• [Excerpts from a dataset]:
◇ ◇ ◇ ◇ ◇
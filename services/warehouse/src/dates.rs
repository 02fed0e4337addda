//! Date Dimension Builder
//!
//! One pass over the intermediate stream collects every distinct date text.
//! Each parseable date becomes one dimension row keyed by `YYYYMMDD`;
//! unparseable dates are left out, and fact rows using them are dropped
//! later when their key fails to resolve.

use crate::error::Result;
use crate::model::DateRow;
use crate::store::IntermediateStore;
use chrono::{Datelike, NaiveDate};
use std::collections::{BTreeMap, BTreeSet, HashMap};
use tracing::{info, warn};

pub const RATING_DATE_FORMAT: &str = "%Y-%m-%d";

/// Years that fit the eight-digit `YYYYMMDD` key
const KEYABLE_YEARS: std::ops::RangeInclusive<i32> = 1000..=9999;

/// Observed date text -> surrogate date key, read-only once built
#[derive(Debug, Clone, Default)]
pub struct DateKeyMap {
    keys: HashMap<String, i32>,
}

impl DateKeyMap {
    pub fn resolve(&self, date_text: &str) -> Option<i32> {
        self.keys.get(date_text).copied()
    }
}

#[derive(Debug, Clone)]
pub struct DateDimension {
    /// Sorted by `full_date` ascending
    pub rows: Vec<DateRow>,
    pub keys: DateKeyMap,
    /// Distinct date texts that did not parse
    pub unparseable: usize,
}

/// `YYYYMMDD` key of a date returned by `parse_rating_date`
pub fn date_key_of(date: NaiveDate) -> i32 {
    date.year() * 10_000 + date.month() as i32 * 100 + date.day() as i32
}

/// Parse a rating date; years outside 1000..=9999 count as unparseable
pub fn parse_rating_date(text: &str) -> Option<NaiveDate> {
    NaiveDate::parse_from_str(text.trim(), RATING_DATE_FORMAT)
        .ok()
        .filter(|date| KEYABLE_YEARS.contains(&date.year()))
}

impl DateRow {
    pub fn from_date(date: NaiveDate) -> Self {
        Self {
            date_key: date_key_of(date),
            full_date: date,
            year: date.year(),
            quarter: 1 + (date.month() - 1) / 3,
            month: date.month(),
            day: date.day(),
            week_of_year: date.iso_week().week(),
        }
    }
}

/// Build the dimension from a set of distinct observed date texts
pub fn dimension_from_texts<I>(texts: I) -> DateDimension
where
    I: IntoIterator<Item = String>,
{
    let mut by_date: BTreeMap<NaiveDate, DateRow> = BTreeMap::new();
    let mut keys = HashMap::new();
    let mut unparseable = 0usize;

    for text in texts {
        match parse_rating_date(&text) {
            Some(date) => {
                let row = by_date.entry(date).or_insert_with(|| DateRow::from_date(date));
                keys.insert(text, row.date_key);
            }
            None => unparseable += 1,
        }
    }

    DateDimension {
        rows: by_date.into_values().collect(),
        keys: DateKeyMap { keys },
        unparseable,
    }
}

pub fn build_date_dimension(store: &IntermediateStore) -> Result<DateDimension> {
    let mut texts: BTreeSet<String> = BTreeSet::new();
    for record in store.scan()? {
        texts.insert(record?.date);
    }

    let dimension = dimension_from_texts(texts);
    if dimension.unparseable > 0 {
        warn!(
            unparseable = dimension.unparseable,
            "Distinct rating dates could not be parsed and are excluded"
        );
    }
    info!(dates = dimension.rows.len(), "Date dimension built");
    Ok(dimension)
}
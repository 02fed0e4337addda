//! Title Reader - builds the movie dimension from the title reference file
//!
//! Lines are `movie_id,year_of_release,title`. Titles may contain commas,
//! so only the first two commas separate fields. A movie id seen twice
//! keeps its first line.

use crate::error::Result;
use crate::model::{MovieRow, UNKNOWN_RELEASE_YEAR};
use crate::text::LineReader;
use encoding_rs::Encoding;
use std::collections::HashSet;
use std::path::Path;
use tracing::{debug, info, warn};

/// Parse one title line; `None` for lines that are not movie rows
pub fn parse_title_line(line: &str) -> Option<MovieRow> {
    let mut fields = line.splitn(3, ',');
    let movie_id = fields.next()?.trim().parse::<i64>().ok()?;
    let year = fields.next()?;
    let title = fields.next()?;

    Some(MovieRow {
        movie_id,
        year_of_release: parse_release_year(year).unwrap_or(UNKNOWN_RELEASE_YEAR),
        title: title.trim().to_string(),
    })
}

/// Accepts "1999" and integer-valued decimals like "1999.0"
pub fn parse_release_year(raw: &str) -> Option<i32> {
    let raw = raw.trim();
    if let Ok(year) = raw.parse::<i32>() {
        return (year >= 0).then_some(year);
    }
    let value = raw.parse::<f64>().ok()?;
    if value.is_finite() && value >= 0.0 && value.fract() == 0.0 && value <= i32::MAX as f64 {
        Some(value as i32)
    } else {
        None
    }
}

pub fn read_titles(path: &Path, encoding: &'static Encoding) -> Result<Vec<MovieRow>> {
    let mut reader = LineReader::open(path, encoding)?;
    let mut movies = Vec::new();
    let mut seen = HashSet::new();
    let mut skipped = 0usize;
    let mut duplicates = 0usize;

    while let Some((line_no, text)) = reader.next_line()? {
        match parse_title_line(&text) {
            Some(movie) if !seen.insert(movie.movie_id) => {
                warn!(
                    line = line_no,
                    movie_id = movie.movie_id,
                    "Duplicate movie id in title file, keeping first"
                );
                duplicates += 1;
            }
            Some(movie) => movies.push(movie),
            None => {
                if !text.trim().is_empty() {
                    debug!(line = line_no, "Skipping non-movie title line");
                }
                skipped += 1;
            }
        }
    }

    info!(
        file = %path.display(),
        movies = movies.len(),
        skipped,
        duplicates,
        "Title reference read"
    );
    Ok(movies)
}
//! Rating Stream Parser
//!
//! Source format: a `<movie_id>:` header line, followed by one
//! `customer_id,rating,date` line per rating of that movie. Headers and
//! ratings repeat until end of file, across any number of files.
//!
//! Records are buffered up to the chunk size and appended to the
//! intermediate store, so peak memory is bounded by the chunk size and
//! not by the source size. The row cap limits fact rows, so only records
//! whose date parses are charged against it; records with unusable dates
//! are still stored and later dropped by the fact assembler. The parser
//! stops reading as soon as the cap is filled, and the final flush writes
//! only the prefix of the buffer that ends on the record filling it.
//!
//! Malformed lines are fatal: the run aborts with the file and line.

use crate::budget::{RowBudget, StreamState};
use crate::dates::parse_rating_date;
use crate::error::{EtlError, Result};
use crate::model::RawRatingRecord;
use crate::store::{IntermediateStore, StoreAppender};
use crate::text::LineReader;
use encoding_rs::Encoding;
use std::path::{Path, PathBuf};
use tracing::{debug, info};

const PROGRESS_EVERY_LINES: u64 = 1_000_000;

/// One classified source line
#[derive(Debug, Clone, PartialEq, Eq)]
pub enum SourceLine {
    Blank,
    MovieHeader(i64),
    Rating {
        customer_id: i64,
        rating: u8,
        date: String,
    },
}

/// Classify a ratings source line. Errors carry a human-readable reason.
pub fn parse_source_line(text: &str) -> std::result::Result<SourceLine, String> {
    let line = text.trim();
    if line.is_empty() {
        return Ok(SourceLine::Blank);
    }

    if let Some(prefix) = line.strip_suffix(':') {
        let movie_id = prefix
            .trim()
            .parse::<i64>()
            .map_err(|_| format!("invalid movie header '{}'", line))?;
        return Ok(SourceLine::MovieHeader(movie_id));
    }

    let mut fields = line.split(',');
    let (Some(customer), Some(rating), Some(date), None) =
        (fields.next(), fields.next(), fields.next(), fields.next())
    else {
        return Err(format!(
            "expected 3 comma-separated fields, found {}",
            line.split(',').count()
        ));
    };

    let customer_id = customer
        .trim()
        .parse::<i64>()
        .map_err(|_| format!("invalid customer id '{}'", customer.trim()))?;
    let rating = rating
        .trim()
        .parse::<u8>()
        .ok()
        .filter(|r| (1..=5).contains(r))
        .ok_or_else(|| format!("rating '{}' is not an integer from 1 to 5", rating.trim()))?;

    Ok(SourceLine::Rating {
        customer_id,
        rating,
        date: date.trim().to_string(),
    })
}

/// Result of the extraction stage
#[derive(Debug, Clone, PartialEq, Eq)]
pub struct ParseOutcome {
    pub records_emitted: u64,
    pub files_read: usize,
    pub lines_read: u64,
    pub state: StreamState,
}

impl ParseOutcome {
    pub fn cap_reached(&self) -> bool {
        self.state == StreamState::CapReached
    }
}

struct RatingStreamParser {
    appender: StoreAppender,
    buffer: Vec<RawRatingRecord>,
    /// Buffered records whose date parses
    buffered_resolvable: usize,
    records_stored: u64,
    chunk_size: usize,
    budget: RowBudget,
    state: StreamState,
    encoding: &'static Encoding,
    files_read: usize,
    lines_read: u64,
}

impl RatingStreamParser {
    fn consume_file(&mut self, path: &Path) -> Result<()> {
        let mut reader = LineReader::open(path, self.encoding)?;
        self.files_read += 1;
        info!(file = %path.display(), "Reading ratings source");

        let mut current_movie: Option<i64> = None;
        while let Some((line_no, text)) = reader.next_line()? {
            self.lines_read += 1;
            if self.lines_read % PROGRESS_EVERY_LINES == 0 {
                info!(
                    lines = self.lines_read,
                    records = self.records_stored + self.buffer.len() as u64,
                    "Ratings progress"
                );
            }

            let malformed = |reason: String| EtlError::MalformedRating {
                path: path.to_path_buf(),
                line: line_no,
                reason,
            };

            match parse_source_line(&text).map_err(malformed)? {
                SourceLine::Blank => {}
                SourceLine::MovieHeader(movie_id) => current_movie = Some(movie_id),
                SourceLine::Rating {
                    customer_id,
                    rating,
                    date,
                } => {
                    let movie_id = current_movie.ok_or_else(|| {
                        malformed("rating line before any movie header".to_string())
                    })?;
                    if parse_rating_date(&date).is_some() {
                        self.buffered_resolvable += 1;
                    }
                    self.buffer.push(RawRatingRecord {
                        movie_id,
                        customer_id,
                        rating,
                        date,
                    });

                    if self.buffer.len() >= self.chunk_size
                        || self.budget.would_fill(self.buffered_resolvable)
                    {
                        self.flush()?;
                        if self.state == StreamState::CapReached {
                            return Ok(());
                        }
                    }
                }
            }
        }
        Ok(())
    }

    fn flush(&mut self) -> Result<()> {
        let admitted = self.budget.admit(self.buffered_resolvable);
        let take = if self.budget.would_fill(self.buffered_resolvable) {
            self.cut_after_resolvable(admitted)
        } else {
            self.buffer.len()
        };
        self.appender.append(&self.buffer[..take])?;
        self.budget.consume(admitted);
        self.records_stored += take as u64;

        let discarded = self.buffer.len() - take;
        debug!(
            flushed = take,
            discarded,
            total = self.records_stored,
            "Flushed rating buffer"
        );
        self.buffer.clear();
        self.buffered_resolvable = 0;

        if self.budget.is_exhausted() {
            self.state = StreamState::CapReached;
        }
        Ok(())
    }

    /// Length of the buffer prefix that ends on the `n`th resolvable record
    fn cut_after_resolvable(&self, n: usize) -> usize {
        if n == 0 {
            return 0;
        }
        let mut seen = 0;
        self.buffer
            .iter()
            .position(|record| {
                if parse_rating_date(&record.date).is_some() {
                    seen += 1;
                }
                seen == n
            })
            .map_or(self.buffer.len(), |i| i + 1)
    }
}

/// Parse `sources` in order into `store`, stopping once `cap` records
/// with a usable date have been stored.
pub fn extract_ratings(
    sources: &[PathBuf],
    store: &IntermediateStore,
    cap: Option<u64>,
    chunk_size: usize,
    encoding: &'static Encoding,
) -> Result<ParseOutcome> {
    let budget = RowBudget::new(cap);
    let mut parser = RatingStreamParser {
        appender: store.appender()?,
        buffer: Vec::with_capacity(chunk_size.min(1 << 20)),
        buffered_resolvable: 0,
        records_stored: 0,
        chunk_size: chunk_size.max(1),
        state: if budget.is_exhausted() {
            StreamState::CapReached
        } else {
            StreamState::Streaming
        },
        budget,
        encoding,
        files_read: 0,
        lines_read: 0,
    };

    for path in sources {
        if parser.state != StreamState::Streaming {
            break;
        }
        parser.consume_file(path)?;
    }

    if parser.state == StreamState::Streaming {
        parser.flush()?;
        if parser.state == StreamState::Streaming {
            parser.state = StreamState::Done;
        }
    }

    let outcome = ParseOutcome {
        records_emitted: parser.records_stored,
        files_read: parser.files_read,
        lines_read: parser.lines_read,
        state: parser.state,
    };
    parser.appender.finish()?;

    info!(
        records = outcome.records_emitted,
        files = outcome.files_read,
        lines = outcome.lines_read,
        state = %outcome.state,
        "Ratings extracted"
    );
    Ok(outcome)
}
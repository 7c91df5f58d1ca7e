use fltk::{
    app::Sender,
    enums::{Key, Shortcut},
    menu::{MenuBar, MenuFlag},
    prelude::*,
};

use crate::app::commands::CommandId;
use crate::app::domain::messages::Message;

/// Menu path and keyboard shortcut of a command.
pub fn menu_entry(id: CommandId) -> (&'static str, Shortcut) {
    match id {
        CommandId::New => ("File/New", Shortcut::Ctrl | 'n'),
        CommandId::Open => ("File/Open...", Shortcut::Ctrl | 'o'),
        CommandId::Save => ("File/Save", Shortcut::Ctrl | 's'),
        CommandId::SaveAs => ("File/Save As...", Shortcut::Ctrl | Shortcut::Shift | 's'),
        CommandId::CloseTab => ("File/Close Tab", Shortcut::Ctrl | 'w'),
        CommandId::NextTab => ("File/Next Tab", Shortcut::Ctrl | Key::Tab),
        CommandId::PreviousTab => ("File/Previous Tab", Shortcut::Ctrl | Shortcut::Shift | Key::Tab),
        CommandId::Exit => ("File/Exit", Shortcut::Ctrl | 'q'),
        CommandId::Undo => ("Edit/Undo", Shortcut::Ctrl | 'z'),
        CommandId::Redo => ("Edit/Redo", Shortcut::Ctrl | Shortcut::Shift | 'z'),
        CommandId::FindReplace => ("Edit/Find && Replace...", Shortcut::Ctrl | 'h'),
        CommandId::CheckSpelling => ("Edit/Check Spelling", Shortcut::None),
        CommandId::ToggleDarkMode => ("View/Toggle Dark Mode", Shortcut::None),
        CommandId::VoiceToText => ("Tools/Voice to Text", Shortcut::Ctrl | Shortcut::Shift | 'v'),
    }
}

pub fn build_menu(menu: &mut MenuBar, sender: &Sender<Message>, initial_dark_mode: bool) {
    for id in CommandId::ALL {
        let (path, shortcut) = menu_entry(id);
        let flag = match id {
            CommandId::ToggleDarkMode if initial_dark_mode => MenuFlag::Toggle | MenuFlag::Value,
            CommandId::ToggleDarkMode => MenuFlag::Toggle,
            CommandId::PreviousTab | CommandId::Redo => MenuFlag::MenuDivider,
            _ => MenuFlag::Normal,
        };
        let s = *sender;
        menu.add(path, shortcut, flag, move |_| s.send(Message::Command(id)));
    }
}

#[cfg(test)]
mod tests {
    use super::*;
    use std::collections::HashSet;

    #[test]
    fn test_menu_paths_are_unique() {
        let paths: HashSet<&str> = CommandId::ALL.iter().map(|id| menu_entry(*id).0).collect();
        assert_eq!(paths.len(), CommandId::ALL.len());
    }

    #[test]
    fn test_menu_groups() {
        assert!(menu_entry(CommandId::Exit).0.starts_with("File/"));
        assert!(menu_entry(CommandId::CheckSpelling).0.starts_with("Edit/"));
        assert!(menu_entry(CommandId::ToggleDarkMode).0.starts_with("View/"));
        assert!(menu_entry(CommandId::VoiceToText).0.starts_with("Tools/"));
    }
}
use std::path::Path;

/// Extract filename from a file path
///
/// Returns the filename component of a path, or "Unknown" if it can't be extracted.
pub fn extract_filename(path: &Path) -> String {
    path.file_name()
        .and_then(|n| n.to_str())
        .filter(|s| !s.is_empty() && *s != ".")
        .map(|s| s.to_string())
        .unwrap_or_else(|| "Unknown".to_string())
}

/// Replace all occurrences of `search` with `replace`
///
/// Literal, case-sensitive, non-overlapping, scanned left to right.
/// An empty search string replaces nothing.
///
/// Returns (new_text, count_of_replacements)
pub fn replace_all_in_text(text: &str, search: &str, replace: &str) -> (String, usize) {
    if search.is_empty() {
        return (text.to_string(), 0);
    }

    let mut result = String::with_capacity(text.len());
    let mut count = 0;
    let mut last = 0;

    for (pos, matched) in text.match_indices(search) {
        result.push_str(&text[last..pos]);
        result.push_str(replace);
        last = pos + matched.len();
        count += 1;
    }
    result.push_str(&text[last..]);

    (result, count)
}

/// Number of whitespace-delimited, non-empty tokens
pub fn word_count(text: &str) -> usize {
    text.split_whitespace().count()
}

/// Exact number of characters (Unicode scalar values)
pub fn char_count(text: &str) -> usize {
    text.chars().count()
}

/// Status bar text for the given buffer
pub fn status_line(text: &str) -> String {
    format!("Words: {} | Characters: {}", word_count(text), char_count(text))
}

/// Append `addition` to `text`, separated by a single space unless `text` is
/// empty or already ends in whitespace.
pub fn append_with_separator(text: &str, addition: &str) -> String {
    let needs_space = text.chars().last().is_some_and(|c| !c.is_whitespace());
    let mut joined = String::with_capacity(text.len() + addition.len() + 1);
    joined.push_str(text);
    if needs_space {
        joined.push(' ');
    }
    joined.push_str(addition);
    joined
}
◇ ◇ ◇ ◇ ◇
• [Work item]:
Only the number of lines above that contain "Option" should be given as the answer.

• [Answer section]:
6